**PROBLEM DESCRIPTION:** For the records below, tally the lines that include the word "Failed" and report the number alone.

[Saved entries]

-.-.-

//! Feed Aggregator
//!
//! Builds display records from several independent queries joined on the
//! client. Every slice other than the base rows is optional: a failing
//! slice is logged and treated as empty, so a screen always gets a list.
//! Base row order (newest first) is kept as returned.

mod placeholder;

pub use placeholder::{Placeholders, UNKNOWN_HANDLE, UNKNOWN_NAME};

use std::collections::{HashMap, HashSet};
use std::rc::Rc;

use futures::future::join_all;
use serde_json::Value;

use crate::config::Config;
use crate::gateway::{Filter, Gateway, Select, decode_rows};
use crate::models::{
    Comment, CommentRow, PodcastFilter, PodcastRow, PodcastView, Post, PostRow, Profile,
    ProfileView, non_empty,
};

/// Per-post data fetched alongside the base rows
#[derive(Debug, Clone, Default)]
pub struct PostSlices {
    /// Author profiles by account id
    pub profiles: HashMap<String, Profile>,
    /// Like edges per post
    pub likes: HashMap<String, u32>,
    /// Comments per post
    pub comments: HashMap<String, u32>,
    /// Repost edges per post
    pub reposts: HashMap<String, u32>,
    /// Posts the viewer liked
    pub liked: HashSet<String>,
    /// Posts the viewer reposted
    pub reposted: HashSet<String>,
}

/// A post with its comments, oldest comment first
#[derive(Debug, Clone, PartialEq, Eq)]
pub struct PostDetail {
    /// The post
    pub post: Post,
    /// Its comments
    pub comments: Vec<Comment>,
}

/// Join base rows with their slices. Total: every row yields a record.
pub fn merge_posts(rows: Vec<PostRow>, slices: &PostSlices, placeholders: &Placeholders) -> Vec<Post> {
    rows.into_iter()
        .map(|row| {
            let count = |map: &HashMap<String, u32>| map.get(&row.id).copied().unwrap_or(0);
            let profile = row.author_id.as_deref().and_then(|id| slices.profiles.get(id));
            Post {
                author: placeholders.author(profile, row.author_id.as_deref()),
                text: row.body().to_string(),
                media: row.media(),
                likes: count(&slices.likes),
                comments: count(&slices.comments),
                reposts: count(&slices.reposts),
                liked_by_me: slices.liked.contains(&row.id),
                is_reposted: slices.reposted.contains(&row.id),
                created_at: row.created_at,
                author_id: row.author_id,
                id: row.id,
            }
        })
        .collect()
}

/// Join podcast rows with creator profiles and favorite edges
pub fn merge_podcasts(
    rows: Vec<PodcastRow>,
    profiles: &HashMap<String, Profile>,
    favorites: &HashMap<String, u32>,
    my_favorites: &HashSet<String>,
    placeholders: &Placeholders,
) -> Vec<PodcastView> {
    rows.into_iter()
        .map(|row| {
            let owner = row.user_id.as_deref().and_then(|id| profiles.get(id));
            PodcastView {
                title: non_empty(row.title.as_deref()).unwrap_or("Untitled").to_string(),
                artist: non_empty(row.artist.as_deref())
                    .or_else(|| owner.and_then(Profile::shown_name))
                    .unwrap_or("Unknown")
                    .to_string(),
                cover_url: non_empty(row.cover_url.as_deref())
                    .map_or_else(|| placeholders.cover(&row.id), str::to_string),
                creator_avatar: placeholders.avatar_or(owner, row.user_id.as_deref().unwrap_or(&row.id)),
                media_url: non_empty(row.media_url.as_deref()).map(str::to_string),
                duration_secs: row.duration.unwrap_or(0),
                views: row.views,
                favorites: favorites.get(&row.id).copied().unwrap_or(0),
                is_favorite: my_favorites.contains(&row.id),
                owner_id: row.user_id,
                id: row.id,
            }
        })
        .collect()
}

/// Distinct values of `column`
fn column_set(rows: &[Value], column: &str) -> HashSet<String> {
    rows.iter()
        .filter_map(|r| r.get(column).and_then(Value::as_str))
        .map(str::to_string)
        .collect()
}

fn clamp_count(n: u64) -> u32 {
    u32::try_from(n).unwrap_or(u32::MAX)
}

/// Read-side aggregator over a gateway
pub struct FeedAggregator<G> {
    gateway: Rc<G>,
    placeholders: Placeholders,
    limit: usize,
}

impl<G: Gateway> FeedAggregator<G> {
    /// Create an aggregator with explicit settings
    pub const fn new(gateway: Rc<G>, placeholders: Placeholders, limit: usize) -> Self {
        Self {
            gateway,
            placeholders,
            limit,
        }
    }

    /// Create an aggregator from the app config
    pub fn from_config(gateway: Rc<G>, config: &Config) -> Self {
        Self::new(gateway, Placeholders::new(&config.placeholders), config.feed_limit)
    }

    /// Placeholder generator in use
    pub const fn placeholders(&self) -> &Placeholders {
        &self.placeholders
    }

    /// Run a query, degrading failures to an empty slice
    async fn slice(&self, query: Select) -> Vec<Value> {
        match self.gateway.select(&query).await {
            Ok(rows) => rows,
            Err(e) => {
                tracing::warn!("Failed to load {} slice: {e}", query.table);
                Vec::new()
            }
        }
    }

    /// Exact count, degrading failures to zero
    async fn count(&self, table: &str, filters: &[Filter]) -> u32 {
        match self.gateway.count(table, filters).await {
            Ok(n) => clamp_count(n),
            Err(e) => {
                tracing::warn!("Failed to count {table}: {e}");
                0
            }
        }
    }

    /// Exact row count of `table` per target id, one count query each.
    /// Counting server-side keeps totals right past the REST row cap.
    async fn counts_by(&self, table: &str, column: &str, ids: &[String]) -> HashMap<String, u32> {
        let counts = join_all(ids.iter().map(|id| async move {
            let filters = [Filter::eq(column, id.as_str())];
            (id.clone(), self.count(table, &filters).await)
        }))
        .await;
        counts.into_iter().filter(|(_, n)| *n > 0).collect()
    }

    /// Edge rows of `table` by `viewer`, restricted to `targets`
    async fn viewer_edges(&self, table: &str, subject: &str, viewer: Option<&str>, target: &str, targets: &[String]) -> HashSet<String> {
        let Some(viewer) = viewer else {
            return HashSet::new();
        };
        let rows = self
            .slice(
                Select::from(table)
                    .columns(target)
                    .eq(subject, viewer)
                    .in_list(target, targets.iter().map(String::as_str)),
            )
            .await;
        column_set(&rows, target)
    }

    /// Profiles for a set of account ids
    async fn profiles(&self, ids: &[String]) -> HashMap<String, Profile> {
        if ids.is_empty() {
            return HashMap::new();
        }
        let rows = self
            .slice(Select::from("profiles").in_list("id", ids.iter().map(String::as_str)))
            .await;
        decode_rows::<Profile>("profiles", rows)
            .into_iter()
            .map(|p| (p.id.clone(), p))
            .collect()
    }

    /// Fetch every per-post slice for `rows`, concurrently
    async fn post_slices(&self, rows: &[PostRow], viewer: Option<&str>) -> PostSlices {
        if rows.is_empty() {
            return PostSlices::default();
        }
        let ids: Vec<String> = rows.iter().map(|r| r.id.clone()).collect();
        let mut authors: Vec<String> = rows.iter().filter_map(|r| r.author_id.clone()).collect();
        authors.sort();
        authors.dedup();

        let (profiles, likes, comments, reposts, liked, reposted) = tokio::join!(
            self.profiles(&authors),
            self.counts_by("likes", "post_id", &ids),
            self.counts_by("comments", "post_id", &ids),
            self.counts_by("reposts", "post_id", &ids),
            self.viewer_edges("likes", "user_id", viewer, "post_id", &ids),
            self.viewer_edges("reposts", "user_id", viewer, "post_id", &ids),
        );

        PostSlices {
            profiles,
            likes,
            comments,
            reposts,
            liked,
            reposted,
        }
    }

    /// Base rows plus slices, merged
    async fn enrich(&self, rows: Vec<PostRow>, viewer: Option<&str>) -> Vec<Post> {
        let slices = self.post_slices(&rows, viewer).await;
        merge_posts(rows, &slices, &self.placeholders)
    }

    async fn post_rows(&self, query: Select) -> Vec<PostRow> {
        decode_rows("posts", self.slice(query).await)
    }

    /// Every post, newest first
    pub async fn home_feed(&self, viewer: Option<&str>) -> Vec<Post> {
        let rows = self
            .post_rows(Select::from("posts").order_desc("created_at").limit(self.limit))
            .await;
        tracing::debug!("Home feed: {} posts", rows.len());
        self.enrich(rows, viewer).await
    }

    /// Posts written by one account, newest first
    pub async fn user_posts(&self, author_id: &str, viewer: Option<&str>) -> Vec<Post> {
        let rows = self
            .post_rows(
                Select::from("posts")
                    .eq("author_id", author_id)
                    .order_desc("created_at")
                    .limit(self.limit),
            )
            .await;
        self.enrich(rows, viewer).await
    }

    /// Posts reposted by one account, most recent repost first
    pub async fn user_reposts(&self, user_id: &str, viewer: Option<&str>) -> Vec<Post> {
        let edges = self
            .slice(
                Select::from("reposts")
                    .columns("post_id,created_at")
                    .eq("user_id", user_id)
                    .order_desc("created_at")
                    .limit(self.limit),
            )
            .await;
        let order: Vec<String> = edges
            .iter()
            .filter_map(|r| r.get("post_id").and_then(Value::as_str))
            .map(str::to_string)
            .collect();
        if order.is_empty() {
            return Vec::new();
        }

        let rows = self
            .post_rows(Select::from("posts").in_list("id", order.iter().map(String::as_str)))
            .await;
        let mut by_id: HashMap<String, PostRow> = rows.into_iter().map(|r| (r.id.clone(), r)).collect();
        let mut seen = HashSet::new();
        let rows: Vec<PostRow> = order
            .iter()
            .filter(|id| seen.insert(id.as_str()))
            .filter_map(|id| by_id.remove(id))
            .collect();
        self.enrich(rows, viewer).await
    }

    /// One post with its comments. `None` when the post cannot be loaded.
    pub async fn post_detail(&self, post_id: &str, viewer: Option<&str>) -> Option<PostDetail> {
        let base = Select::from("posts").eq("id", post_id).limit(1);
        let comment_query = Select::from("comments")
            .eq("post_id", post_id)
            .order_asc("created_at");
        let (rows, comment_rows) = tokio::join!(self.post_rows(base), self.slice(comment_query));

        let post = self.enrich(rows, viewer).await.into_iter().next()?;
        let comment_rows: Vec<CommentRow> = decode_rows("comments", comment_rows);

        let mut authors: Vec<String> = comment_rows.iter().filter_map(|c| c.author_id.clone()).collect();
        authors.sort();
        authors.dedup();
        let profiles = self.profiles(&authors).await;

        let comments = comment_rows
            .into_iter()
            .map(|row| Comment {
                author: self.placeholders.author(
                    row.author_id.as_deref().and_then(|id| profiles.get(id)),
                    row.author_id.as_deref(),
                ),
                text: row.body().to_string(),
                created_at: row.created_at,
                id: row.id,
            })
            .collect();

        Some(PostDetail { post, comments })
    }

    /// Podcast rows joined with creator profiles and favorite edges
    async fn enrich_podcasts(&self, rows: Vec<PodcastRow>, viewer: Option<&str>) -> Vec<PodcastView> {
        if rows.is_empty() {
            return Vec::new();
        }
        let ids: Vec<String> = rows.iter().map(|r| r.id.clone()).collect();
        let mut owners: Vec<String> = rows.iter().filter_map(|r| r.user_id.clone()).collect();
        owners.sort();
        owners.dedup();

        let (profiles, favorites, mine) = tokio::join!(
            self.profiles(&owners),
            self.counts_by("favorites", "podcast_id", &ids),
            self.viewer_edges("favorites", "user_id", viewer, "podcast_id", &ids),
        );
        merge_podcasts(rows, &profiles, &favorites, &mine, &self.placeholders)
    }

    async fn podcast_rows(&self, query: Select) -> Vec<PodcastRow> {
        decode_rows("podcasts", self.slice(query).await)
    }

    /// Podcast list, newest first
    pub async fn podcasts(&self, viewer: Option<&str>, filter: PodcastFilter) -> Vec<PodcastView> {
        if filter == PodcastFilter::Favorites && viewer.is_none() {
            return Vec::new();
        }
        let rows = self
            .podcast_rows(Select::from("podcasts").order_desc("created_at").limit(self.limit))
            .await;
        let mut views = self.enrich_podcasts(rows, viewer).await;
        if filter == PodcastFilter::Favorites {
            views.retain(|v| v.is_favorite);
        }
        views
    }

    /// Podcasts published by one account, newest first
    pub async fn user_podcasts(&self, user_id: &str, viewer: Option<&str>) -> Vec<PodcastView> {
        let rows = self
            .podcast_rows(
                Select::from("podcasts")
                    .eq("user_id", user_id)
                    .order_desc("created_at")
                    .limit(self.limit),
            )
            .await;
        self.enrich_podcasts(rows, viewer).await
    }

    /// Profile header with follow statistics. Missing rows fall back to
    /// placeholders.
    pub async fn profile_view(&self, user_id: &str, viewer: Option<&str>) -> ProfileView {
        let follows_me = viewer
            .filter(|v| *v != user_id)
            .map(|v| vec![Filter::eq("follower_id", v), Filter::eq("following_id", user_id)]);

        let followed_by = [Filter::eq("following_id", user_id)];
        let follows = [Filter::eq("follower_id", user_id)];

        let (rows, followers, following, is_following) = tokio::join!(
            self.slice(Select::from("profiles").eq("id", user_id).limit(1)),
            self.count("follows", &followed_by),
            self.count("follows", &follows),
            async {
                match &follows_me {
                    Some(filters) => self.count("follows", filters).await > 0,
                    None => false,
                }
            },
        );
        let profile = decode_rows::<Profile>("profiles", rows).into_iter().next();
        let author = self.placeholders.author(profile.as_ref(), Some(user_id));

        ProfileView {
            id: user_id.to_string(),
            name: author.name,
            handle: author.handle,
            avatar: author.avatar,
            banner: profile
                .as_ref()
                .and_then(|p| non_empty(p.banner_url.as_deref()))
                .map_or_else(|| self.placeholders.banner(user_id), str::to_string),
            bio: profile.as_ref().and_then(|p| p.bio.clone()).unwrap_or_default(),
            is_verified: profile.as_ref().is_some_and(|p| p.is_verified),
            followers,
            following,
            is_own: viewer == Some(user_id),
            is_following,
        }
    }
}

-.-.-

**REPLY:** 2